Along with this, last year, sales reached 32.3 billion KRW, a 90.17% increase compared to the previous year. Operating losses also decreased to 255.28 million KRW. The cost of goods sold ratio was 86.7%. The company attributed this to yield improvements of new optical film models and diversification of customers. A company representative stated, "Performance is gradually improving compared to the previous year, and we are considering holding an investor relations (IR) session after confirming first-quarter results."


Financial conditions also improved due to the paid-in capital increase. Last year's debt ratio was 90.48%, down more than 100 percentage points compared to 2018. However, due to continued losses, accumulated deficit increased from 4.8 billion KRW in 2018 to 5.2 billion KRW.


The problem lies in this year. Koiz has recorded losses for three consecutive years from 2017 to 2019. If poor performance continues this year, the likelihood of being designated as a management item increases. Although Koiz raised the possibility of improvement by increasing sales and reducing operating losses last year, external conditions are unfavorable.
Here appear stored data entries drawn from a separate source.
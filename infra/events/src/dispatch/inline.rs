use super::{deliver, resolve};
use crate::event::Event;
use crate::registry::SubscriberRegistry;
use std::sync::atomic::{AtomicUsize, Ordering};
use tracing::trace;

/// Every this many publishes the whole registry is swept, so handlers dropped for
/// event types that are never published again are still reclaimed.
const SWEEP_EVERY: usize = 64;

/// Delivers every event on the publishing thread. No queue, no background threads.
#[derive(Debug, Default)]
pub(crate) struct SyncDispatcher {
    in_flight: AtomicUsize,
    published: AtomicUsize,
}

/// Keeps the in-flight counter raised for the lifetime of one publish, unwinding included.
struct InFlight<'a>(&'a AtomicUsize);

impl<'a> InFlight<'a> {
    fn enter(counter: &'a AtomicUsize) -> Self {
        counter.fetch_add(1, Ordering::AcqRel);
        Self(counter)
    }
}

impl Drop for InFlight<'_> {
    fn drop(&mut self) {
        self.0.fetch_sub(1, Ordering::AcqRel);
    }
}

impl SyncDispatcher {
    /// Runs all matching handlers for `event` before returning.
    ///
    /// Returns the number of handlers invoked, successful or not.
    pub(crate) fn dispatch<E: Event>(&self, registry: &SubscriberRegistry<E>, event: &E) -> usize {
        let _in_flight = InFlight::enter(&self.in_flight);
        event.lock();
        if self.published.fetch_add(1, Ordering::Relaxed) % SWEEP_EVERY == 0 {
            registry.sweep();
        }
        registry.reclaim_stale();

        let handlers = resolve(registry, event);
        trace!(event = ?event.event_type(), handlers = handlers.len(), "Dispatching event inline");
        for handler in &handlers {
            deliver(handler.as_ref(), event);
        }
        handlers.len()
    }

    /// `true` only while a publish is executing.
    pub(crate) fn has_pending_events(&self) -> bool {
        self.in_flight.load(Ordering::Acquire) > 0
    }
}
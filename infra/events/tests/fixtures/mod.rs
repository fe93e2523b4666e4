#![allow(dead_code)]

use minibus::{Event, EventType, FnHandler, Handler, Message};
use parking_lot::Mutex;
use std::sync::Arc;
use std::sync::atomic::{AtomicUsize, Ordering};
use std::time::{Duration, Instant};

/// Exact-affinity handler that counts deliveries.
#[must_use]
pub fn counting(kind: &'static str) -> (Arc<dyn Handler<Message>>, Arc<AtomicUsize>) {
    let hits = Arc::new(AtomicUsize::new(0));
    let counter = Arc::clone(&hits);
    let handler = FnHandler::exact(kind, move |_: &Message| {
        counter.fetch_add(1, Ordering::SeqCst);
        Ok(())
    })
    .with_name(kind);
    (Arc::new(handler), hits)
}

/// Exact-affinity handler that rejects every event.
#[must_use]
pub fn failing(kind: &'static str) -> Arc<dyn Handler<Message>> {
    Arc::new(FnHandler::exact(kind, |message: &Message| -> anyhow::Result<()> {
        anyhow::bail!("refusing {}", message.kind())
    }))
}

/// Catch-all handler that records the event types it accepts.
pub struct Recorder {
    accepts: &'static [&'static str],
    seen: Mutex<Vec<String>>,
}

impl Recorder {
    #[must_use]
    pub fn new(accepts: &'static [&'static str]) -> Arc<Self> {
        Arc::new(Self { accepts, seen: Mutex::new(Vec::new()) })
    }

    #[must_use]
    pub fn seen(&self) -> Vec<String> {
        self.seen.lock().clone()
    }
}

impl Handler<Message> for Recorder {
    fn type_affinity(&self) -> Option<EventType> {
        None
    }

    fn can_handle(&self, kind: &EventType) -> bool {
        self.accepts.contains(&kind.as_str())
    }

    fn handle(&self, message: &Message) -> anyhow::Result<()> {
        self.seen.lock().push(message.kind().to_string());
        Ok(())
    }
}

#[derive(Debug, Clone, Copy, PartialEq, Eq, Hash)]
pub enum OrderKind {
    Placed,
    Shipped,
}

/// Strongly-typed event with an enum discriminant.
#[derive(Debug)]
pub struct OrderEvent {
    pub kind: OrderKind,
    pub id: u64,
}

impl Event for OrderEvent {
    type Kind = OrderKind;

    fn event_type(&self) -> OrderKind {
        self.kind
    }
}

/// Polls `condition` until it holds or `timeout` elapses.
pub async fn eventually(timeout: Duration, condition: impl Fn() -> bool) -> bool {
    let deadline = Instant::now() + timeout;
    while Instant::now() < deadline {
        if condition() {
            return true;
        }
        tokio::time::sleep(Duration::from_millis(5)).await;
    }
    condition()
}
Concerns have emerged that LCD product demand will shrink due to the impact of COVID-19. Korea Investment & Securities forecasts that global LCD TV demand will decrease by 3.6% to 212 million units this year compared to the previous year. Previously, a 0.8% increase was expected. The light guide plates and optical films produced by Koiz are applied to LCD BLU. If LCD demand decreases, it could naturally have a negative impact on performance.